I've run into a situation where a function fails to type-check unless I explicitly add a forall to the beginning of its type signature.

The function in question is:

test :: (Typeable a) => a -> a
test x 
    | typeOf (undefined :: a) == typeOf (undefined :: a) = x
    | otherwise = x

GHC gives the following warnings on the above:

  Ambiguous type variable `a0' in the constraint:
  (Typeable a0) arising from a use of `typeOf'
Probable fix: add a type signature that fixes these type variable(s)
In the first argument of `(==)', namely `typeOf (undefined :: a)'
In the expression:
  typeOf (undefined :: a) == typeOf (undefined :: a)
In a stmt of a pattern guard for
               an equation for `test':
  typeOf (undefined :: a) == typeOf (undefined :: a)

Ambiguous type variable `a1' in the constraint:
  (Typeable a1) arising from a use of `typeOf'
Probable fix: add a type signature that fixes these type variable(s)
In the second argument of `(==)', namely `typeOf (undefined :: a)'
In the expression:
  typeOf (undefined :: a) == typeOf (undefined :: a)
In a stmt of a pattern guard for
               an equation for `test':
  typeOf (undefined :: a) == typeOf (undefined :: a)

So it's failing to unify the two types of the undefined values.
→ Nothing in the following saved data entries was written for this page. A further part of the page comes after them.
//! # Component Registration Model
//!
//! 클래스 수준 등록 데코레이터(`service`, `repository`, `controller` 등)가 기록하는
//! 단일 슬롯 메타데이터를 정의합니다. 레지스트리는 이 정보가 있는 클래스만
//! 컴포넌트로 등록합니다.
//!
//! ## Spring과의 비교
//!
//! | Spring | 이 모듈 |
//! |--------|---------|
//! | `@Component` | [`ComponentType::Component`] |
//! | `@Service` | [`ComponentType::Service`] |
//! | `@Repository` | [`ComponentType::Repository`] |
//! | `@Scope("prototype")` | [`Scope::Transient`] |
//! | `@RequestScope` | [`Scope::Request`] |

use std::fmt;
use std::str::FromStr;

use serde::{Deserialize, Serialize};

use crate::utils::string_utils::{clean_optional_string, deserialize_optional_string};

/// 코어가 사용하는 데코레이터 ID 모음
///
/// 익스텐션은 자신만의 ID 접두사를 사용해야 코어 ID와 충돌하지 않습니다.
pub struct CoreDecorator;

impl CoreDecorator {
    pub const COMPONENT: &'static str = "core/component";
    pub const SERVICE: &'static str = "core/service";
    pub const REPOSITORY: &'static str = "core/repository";
    pub const CONTROLLER: &'static str = "core/controller";
    pub const CONFIG: &'static str = "core/config";
    pub const CLI: &'static str = "core/cli";
    pub const DATA: &'static str = "core/data";
    pub const FIELD: &'static str = "core/data/field";
}

/// 인스턴스 공유 정책
///
/// 컨테이너에 바인딩될 때 적용됩니다.
///
/// - `Singleton`: 컨테이너당 하나의 인스턴스
/// - `Transient`: 해결할 때마다 새 인스턴스
/// - `Request`: 하나의 최상위 해결 그래프 안에서 하나의 인스턴스
#[derive(Debug, Clone, Copy, PartialEq, Eq, Hash, Default, Serialize, Deserialize)]
#[serde(rename_all = "lowercase")]
pub enum Scope {
    #[default]
    Singleton,
    Transient,
    Request,
}

impl Scope {
    /// 스코프의 소문자 문자열 표현을 반환합니다.
    pub fn as_str(&self) -> &'static str {
        match self {
            Scope::Singleton => "singleton",
            Scope::Transient => "transient",
            Scope::Request => "request",
        }
    }
}

impl FromStr for Scope {
    type Err = String;

    /// 대소문자를 구분하지 않고 스코프를 파싱합니다.
    fn from_str(s: &str) -> Result<Self, Self::Err> {
        match s.trim().to_lowercase().as_str() {
            "singleton" => Ok(Scope::Singleton),
            "transient" => Ok(Scope::Transient),
            "request" => Ok(Scope::Request),
            _ => Err(format!("Unsupported component scope: {}", s)),
        }
    }
}

impl fmt::Display for Scope {
    fn fmt(&self, f: &mut fmt::Formatter<'_>) -> fmt::Result {
        f.write_str(self.as_str())
    }
}

/// 컴포넌트 종류
///
/// `Custom`은 익스텐션이 정의한 컴포넌트 데코레이터를 위한 변형이며,
/// 값은 해당 데코레이터의 ID입니다.
#[derive(Debug, Clone, PartialEq, Eq, Hash, Serialize, Deserialize)]
#[serde(rename_all = "lowercase")]
pub enum ComponentType {
    Component,
    Service,
    Repository,
    Controller,
    Config,
    Cli,
    Data,
    Custom(String),
}

impl ComponentType {
    /// 이 종류의 등록 데코레이터가 남기는 데코레이터 ID
    pub fn decorator_id(&self) -> &str {
        match self {
            ComponentType::Component => CoreDecorator::COMPONENT,
            ComponentType::Service => CoreDecorator::SERVICE,
            ComponentType::Repository => CoreDecorator::REPOSITORY,
            ComponentType::Controller => CoreDecorator::CONTROLLER,
            ComponentType::Config => CoreDecorator::CONFIG,
            ComponentType::Cli => CoreDecorator::CLI,
            ComponentType::Data => CoreDecorator::DATA,
            ComponentType::Custom(id) => id,
        }
    }

    pub fn as_str(&self) -> &str {
        match self {
            ComponentType::Component => "component",
            ComponentType::Service => "service",
            ComponentType::Repository => "repository",
            ComponentType::Controller => "controller",
            ComponentType::Config => "config",
            ComponentType::Cli => "cli",
            ComponentType::Data => "data",
            ComponentType::Custom(id) => id,
        }
    }
}

impl fmt::Display for ComponentType {
    fn fmt(&self, f: &mut fmt::Formatter<'_>) -> fmt::Result {
        f.write_str(self.as_str())
    }
}

/// 등록 데코레이터에 전달하는 옵션
///
/// ```rust,ignore
/// use crate::components::{repository, ComponentOptions, Scope};
///
/// let decorator = repository(
///     ComponentOptions::default()
///         .with_id("userRepo")
///         .with_scope(Scope::Transient)
///         .exported(),
/// );
/// ```
#[derive(Debug, Clone, Default, PartialEq, Eq, Serialize, Deserialize)]
pub struct ComponentOptions {
    #[serde(default, deserialize_with = "deserialize_optional_string")]
    pub id: Option<String>,
    #[serde(default)]
    pub scope: Option<Scope>,
    #[serde(default)]
    pub export: bool,
}

impl ComponentOptions {
    pub fn with_id(mut self, id: impl Into<String>) -> Self {
        self.id = Some(id.into());
        self
    }

    pub fn with_scope(mut self, scope: Scope) -> Self {
        self.scope = Some(scope);
        self
    }

    /// 익스텐션 경계 밖으로 내보냅니다.
    pub fn exported(mut self) -> Self {
        self.export = true;
        self
    }
}

/// 클래스당 하나만 기록되는 등록 정보
///
/// `scope`가 비어 있으면 `register()` 시점에 레지스트리의 기본 스코프가 적용됩니다.
#[derive(Debug, Clone, PartialEq, Eq, Serialize, Deserialize)]
pub struct Registration {
    pub component_type: ComponentType,
    pub id: Option<String>,
    pub scope: Option<Scope>,
    pub export: bool,
}

impl Registration {
    pub fn new(component_type: ComponentType, options: ComponentOptions) -> Self {
        Self {
            component_type,
            id: clean_optional_string(options.id),
            scope: options.scope,
            export: options.export,
        }
    }

    /// 명시된 스코프가 없으면 `default_scope`를 사용합니다.
    pub fn effective_scope(&self, default_scope: Scope) -> Scope {
        self.scope.unwrap_or(default_scope)
    }
}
However if I add a forall a to the front:

test :: forall a. (Typeable a) => a -> a
test x 
    | typeOf (undefined :: a) == typeOf (undefined :: a) = x
    | otherwise = x

It compiles fine. This is in GHC 7.4.2 using

{-# LANGUAGE GADTs, StandaloneDeriving, DeriveDataTypeable,
ScopedTypeVariables, FlexibleInstances, UndecidableInstances,
Rank2Types #-}

I was under the impression that omitting "forall" in a type signature was equivalent to implicitly appending foralls to the beginning over all relevant type variables (as suggested in the GHC docs: http://www.haskell.org/ghc/docs/7.4.2/html/users_guide/other-type-extensions.html). Why does the first code fragment not type-check, while the second does?

1

1 Answers

7
votes

The ScopedTypeVariables extension adds semantic value to top-level forall quantifiers. It is what provides the scoping for the type variable over the body of the binding.

Without that forall, the type variable a on line 3 is a different type variable than the a on line 1. The error message indicates this by labeling them a0 and a1. Without those being the same type, the type on line 3 is ambiguous, because it is completely unconstrained.